Figure 6

Targeting HRR is more efficient than targeting NER to sensitize cisplatin-resistant ovarian cancer cells to cisplatin. A) PEO4 cells were transfected with control siRNA, XPA siRNA, BRCA2 siRNA separately, or both XPA and BRCA2 siRNA for 48 h. Whole cell lysates were prepared and subjected to Western blotting for detecting the expression of XPA and BRCA2. B) PEO4 cells were transfected with various siRNA as described in (A) for 24 h, pretreated with HU for 24 h, and then treated with cisplatin for 1 h. The cells were then incubated in HU containing medium for 0, 8 and 24 h. The genomic DNA was isolated and analyzed by ISB assay for cisplatin-induced 1,2-intrastrand crosslinks with anti-Pt-GG antibody. The relative percentage of remaining Pt-GG at different time points is an average of three independent repeats (n = 3, Bar: SD).
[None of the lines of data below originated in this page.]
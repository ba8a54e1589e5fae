//! Edge guard evaluation.
//!
//! Guards are parsed into a small expression tree (comparisons, literals,
//! boolean connectives) and evaluated directly. A guard can take one of
//! three shapes, tried in order:
//!
//! 1. a comparison suffix such as `>10` or `== 'done'`, applied to the
//!    source node's output (`value`);
//! 2. a self-contained boolean expression such as `3 > 2 and true`;
//! 3. a bare literal, compared as text against the string form of the
//!    source node's output.

use pipecore::Value;
use std::cmp::Ordering;
use thiserror::Error;

#[derive(Error, Debug, Clone, PartialEq)]
pub enum ConditionError {
    #[error("Unexpected character '{0}' at {1}")]
    UnexpectedChar(char, usize),

    #[error("Unterminated string literal")]
    UnterminatedString,

    #[error("Invalid number '{0}'")]
    InvalidNumber(String),

    #[error("Unexpected token {0:?}")]
    UnexpectedToken(Token),

    #[error("Unexpected end of expression")]
    UnexpectedEnd,

    #[error("Name '{0}' is not defined")]
    UndefinedVariable(String),

    #[error("Cannot compare {left} {op} {right}")]
    IncomparableTypes {
        left: &'static str,
        op: CmpOp,
        right: &'static str,
    },

    #[error("Cannot negate {0}")]
    InvalidNegation(&'static str),

    #[error("Integer overflow negating {0}")]
    Overflow(i64),

    #[error("Expression nested deeper than {0} levels")]
    TooDeep(usize),
}

/// Deepest nesting of parentheses, `not` and unary minus a guard may use
pub const MAX_NESTING: usize = 256;

#[derive(Debug, Clone, Copy, PartialEq, Eq)]
pub enum CmpOp {
    Eq,
    Ne,
    Gt,
    Lt,
    Ge,
    Le,
}

impl std::fmt::Display for CmpOp {
    fn fmt(&self, f: &mut std::fmt::Formatter<'_>) -> std::fmt::Result {
        let symbol = match self {
            CmpOp::Eq => "==",
            CmpOp::Ne => "!=",
            CmpOp::Gt => ">",
            CmpOp::Lt => "<",
            CmpOp::Ge => ">=",
            CmpOp::Le => "<=",
        };
        f.write_str(symbol)
    }
}

#[derive(Debug, Clone, PartialEq)]
pub enum Token {
    Int(i64),
    Float(f64),
    Str(String),
    Ident(String),
    True,
    False,
    Null,
    Cmp(CmpOp),
    And,
    Or,
    Not,
    Minus,
    LParen,
    RParen,
}

#[derive(Debug, Clone, PartialEq)]
pub enum Expr {
    Literal(Value),
    Var(String),
    Not(Box<Expr>),
    Neg(Box<Expr>),
    /// Operands of a run of `and`, short-circuited left to right
    And(Vec<Expr>),
    Or(Vec<Expr>),
    /// `first op1 e1 op2 e2 ...`, evaluated pairwise like `a < b and b < c`
    Compare {
        first: Box<Expr>,
        rest: Vec<(CmpOp, Expr)>,
    },
}

/// Whether an edge guard is satisfied for the given source output.
///
/// Evaluation errors never propagate: they mean the edge is not taken.
pub fn satisfied(guard: &str, value: Option<&Value>) -> bool {
    let guard = guard.trim();
    if guard.is_empty() {
        return true;
    }

    if starts_with_comparison(guard) {
        let expr = format!("value {}", guard);
        return match evaluate_str(&expr, value) {
            Ok(result) => {
                tracing::debug!("Guard '{}' evaluated to {}", expr, result);
                result.is_truthy()
            }
            Err(e) => {
                tracing::debug!("Guard '{}' could not be evaluated: {}", expr, e);
                false
            }
        };
    }

    match evaluate_str(guard, None) {
        Ok(result) => {
            tracing::debug!("Guard '{}' evaluated to {}", guard, result);
            result.is_truthy()
        }
        Err(e) => match value {
            Some(value) => {
                let matched = value.to_string() == guard;
                tracing::debug!(
                    "Guard '{}' is not an expression ({}), literal match against '{}': {}",
                    guard,
                    e,
                    value,
                    matched
                );
                matched
            }
            None => {
                tracing::debug!("Guard '{}' failed and there is no output to compare: {}", guard, e);
                false
            }
        },
    }
}

fn starts_with_comparison(guard: &str) -> bool {
    ["==", "!=", ">", "<"].iter().any(|op| guard.starts_with(op))
}

/// Parse and evaluate `source` with `value` bound to the names `value` and `output`.
pub fn evaluate_str(source: &str, value: Option<&Value>) -> Result<Value, ConditionError> {
    let expr = parse(source)?;
    evaluate(&expr, value)
}

pub fn parse(source: &str) -> Result<Expr, ConditionError> {
    let tokens = tokenize(source)?;
    let mut parser = Parser {
        tokens,
        pos: 0,
        depth: 0,
    };
    let expr = parser.or()?;
    match parser.peek() {
        None => Ok(expr),
        Some(token) => Err(ConditionError::UnexpectedToken(token.clone())),
    }
}

pub fn evaluate(expr: &Expr, value: Option<&Value>) -> Result<Value, ConditionError> {
    match expr {
        Expr::Literal(v) => Ok(v.clone()),
        Expr::Var(name) => match (name.as_str(), value) {
            ("value" | "output", Some(v)) => Ok(v.clone()),
            _ => Err(ConditionError::UndefinedVariable(name.clone())),
        },
        Expr::Not(inner) => Ok(Value::Bool(!evaluate(inner, value)?.is_truthy())),
        Expr::Neg(inner) => match evaluate(inner, value)? {
            Value::Int(n) => n
                .checked_neg()
                .map(Value::Int)
                .ok_or(ConditionError::Overflow(n)),
            Value::Float(n) => Ok(Value::Float(-n)),
            other => Err(ConditionError::InvalidNegation(other.type_name())),
        },
        Expr::And(operands) => {
            for operand in operands {
                if !evaluate(operand, value)?.is_truthy() {
                    return Ok(Value::Bool(false));
                }
            }
            Ok(Value::Bool(true))
        }
        Expr::Or(operands) => {
            for operand in operands {
                if evaluate(operand, value)?.is_truthy() {
                    return Ok(Value::Bool(true));
                }
            }
            Ok(Value::Bool(false))
        }
        Expr::Compare { first, rest } => {
            let mut left = evaluate(first, value)?;
            for (op, operand) in rest {
                let right = evaluate(operand, value)?;
                if !compare(*op, &left, &right)? {
                    return Ok(Value::Bool(false));
                }
                left = right;
            }
            Ok(Value::Bool(true))
        }
    }
}

fn compare(op: CmpOp, left: &Value, right: &Value) -> Result<bool, ConditionError> {
    let ordering = match (left, right) {
        (Value::Int(a), Value::Int(b)) => Some(a.cmp(b)),
        (l, r) if is_number(l) && is_number(r) => {
            let (a, b) = (l.as_f64().unwrap_or(0.0), r.as_f64().unwrap_or(0.0));
            a.partial_cmp(&b)
        }
        (Value::String(a), Value::String(b)) => Some(a.cmp(b)),
        (Value::Bool(a), Value::Bool(b)) => Some(a.cmp(b)),
        _ => None,
    };

    match (op, ordering) {
        (CmpOp::Eq, Some(o)) => Ok(o == Ordering::Equal),
        (CmpOp::Ne, Some(o)) => Ok(o != Ordering::Equal),
        (CmpOp::Eq, None) => Ok(left == right),
        (CmpOp::Ne, None) => Ok(left != right),
        (CmpOp::Gt, Some(o)) => Ok(o == Ordering::Greater),
        (CmpOp::Lt, Some(o)) => Ok(o == Ordering::Less),
        (CmpOp::Ge, Some(o)) => Ok(o != Ordering::Less),
        (CmpOp::Le, Some(o)) => Ok(o != Ordering::Greater),
        (op, None) => Err(ConditionError::IncomparableTypes {
            left: left.type_name(),
            op,
            right: right.type_name(),
        }),
    }
}

fn is_number(value: &Value) -> bool {
    matches!(value, Value::Int(_) | Value::Float(_))
}

fn tokenize(source: &str) -> Result<Vec<Token>, ConditionError> {
    let chars: Vec<char> = source.chars().collect();
    let mut tokens = Vec::new();
    let mut i = 0;

    while i < chars.len() {
        let c = chars[i];
        let next = chars.get(i + 1).copied();
        match c {
            c if c.is_whitespace() => i += 1,
            '(' => {
                tokens.push(Token::LParen);
                i += 1;
            }
            ')' => {
                tokens.push(Token::RParen);
                i += 1;
            }
            '-' => {
                tokens.push(Token::Minus);
                i += 1;
            }
            '=' if next == Some('=') => {
                tokens.push(Token::Cmp(CmpOp::Eq));
                i += 2;
            }
            '!' if next == Some('=') => {
                tokens.push(Token::Cmp(CmpOp::Ne));
                i += 2;
            }
            '!' => {
                tokens.push(Token::Not);
                i += 1;
            }
            '>' if next == Some('=') => {
                tokens.push(Token::Cmp(CmpOp::Ge));
                i += 2;
            }
            '<' if next == Some('=') => {
                tokens.push(Token::Cmp(CmpOp::Le));
                i += 2;
            }
            '>' => {
                tokens.push(Token::Cmp(CmpOp::Gt));
                i += 1;
            }
            '<' => {
                tokens.push(Token::Cmp(CmpOp::Lt));
                i += 1;
            }
            '&' if next == Some('&') => {
                tokens.push(Token::And);
                i += 2;
            }
            '|' if next == Some('|') => {
                tokens.push(Token::Or);
                i += 2;
            }
            '\'' | '"' => {
                let quote = c;
                let mut text = String::new();
                i += 1;
                loop {
                    match chars.get(i) {
                        None => return Err(ConditionError::UnterminatedString),
                        Some('\\') if chars.get(i + 1).is_some() => {
                            text.push(chars[i + 1]);
                            i += 2;
                        }
                        Some(&ch) if ch == quote => {
                            i += 1;
                            break;
                        }
                        Some(&ch) => {
                            text.push(ch);
                            i += 1;
                        }
                    }
                }
                tokens.push(Token::Str(text));
            }
            c if c.is_ascii_digit() || (c == '.' && next.is_some_and(|n| n.is_ascii_digit())) => {
                let start = i;
                while i < chars.len() && (chars[i].is_ascii_digit() || chars[i] == '.') {
                    i += 1;
                }
                let text: String = chars[start..i].iter().collect();
                tokens.push(number_token(&text)?);
            }
            c if c.is_alphabetic() || c == '_' => {
                let start = i;
                while i < chars.len() && (chars[i].is_alphanumeric() || chars[i] == '_') {
                    i += 1;
                }
                let word: String = chars[start..i].iter().collect();
                tokens.push(match word.as_str() {
                    "and" => Token::And,
                    "or" => Token::Or,
                    "not" => Token::Not,
                    "true" | "True" => Token::True,
                    "false" | "False" => Token::False,
                    "null" | "None" => Token::Null,
                    _ => Token::Ident(word),
                });
            }
            other => return Err(ConditionError::UnexpectedChar(other, i)),
        }
    }

    Ok(tokens)
}

fn number_token(text: &str) -> Result<Token, ConditionError> {
    if text.contains('.') {
        text.parse::<f64>()
            .map(Token::Float)
            .map_err(|_| ConditionError::InvalidNumber(text.to_string()))
    } else {
        text.parse::<i64>()
            .map(Token::Int)
            .map_err(|_| ConditionError::InvalidNumber(text.to_string()))
    }
}

struct Parser {
    tokens: Vec<Token>,
    pos: usize,
    depth: usize,
}

impl Parser {
    fn peek(&self) -> Option<&Token> {
        self.tokens.get(self.pos)
    }

    fn advance(&mut self) -> Option<Token> {
        let token = self.tokens.get(self.pos).cloned();
        if token.is_some() {
            self.pos += 1;
        }
        token
    }

    /// Run `parse` one nesting level deeper, failing past `MAX_NESTING`
    fn nested<T>(
        &mut self,
        parse: impl FnOnce(&mut Self) -> Result<T, ConditionError>,
    ) -> Result<T, ConditionError> {
        if self.depth >= MAX_NESTING {
            return Err(ConditionError::TooDeep(MAX_NESTING));
        }
        self.depth += 1;
        let result = parse(self);
        self.depth -= 1;
        result
    }

    fn or(&mut self) -> Result<Expr, ConditionError> {
        let first = self.and()?;
        let mut operands = vec![first];
        while self.peek() == Some(&Token::Or) {
            self.pos += 1;
            operands.push(self.and()?);
        }
        Ok(collapse(operands, Expr::Or))
    }

    fn and(&mut self) -> Result<Expr, ConditionError> {
        let first = self.not()?;
        let mut operands = vec![first];
        while self.peek() == Some(&Token::And) {
            self.pos += 1;
            operands.push(self.not()?);
        }
        Ok(collapse(operands, Expr::And))
    }

    fn not(&mut self) -> Result<Expr, ConditionError> {
        if self.peek() == Some(&Token::Not) {
            self.pos += 1;
            let inner = self.nested(Self::not)?;
            return Ok(Expr::Not(Box::new(inner)));
        }
        self.comparison()
    }

    fn comparison(&mut self) -> Result<Expr, ConditionError> {
        let first = self.unary()?;
        let mut rest = Vec::new();
        while let Some(Token::Cmp(op)) = self.peek() {
            let op = *op;
            self.pos += 1;
            rest.push((op, self.unary()?));
        }
        if rest.is_empty() {
            Ok(first)
        } else {
            Ok(Expr::Compare {
                first: Box::new(first),
                rest,
            })
        }
    }

    fn unary(&mut self) -> Result<Expr, ConditionError> {
        if self.peek() == Some(&Token::Minus) {
            self.pos += 1;
            let inner = self.nested(Self::unary)?;
            return Ok(Expr::Neg(Box::new(inner)));
        }
        self.primary()
    }

    fn primary(&mut self) -> Result<Expr, ConditionError> {
        match self.advance() {
            Some(Token::Int(n)) => Ok(Expr::Literal(Value::Int(n))),
            Some(Token::Float(n)) => Ok(Expr::Literal(Value::Float(n))),
            Some(Token::Str(s)) => Ok(Expr::Literal(Value::String(s))),
            Some(Token::True) => Ok(Expr::Literal(Value::Bool(true))),
            Some(Token::False) => Ok(Expr::Literal(Value::Bool(false))),
            Some(Token::Null) => Ok(Expr::Literal(Value::Null)),
            Some(Token::Ident(name)) => Ok(Expr::Var(name)),
            Some(Token::LParen) => {
                let inner = self.nested(Self::or)?;
                match self.advance() {
                    Some(Token::RParen) => Ok(inner),
                    Some(other) => Err(ConditionError::UnexpectedToken(other)),
                    None => Err(ConditionError::UnexpectedEnd),
                }
            }
            Some(other) => Err(ConditionError::UnexpectedToken(other)),
            None => Err(ConditionError::UnexpectedEnd),
        }
    }
}

fn collapse(mut operands: Vec<Expr>, join: fn(Vec<Expr>) -> Expr) -> Expr {
    if operands.len() == 1 {
        operands.remove(0)
    } else {
        join(operands)
    }
}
C) PEO4 cells growing on coverslips were transfected with various siRNA as described in (A) for 48 h, irradiated with X-ray at 10 Gy, and further cultured for 1 and 24 h. the γH2AX-positive cells were detected with immunofluorescence as described in Materials and Methods. D) PEO4 cells growing in 96-well plates were transfected with various siRNA as described in (A) for 24 h. Cells were then treated with cisplatin at the indicated dose for 1 h, and further cultured in drug-free medium for 72 h. Methylene blue stained cells in the treated samples compared to untreated control cells were used to obtain relative cell survival. (n = 4, Bar: SD).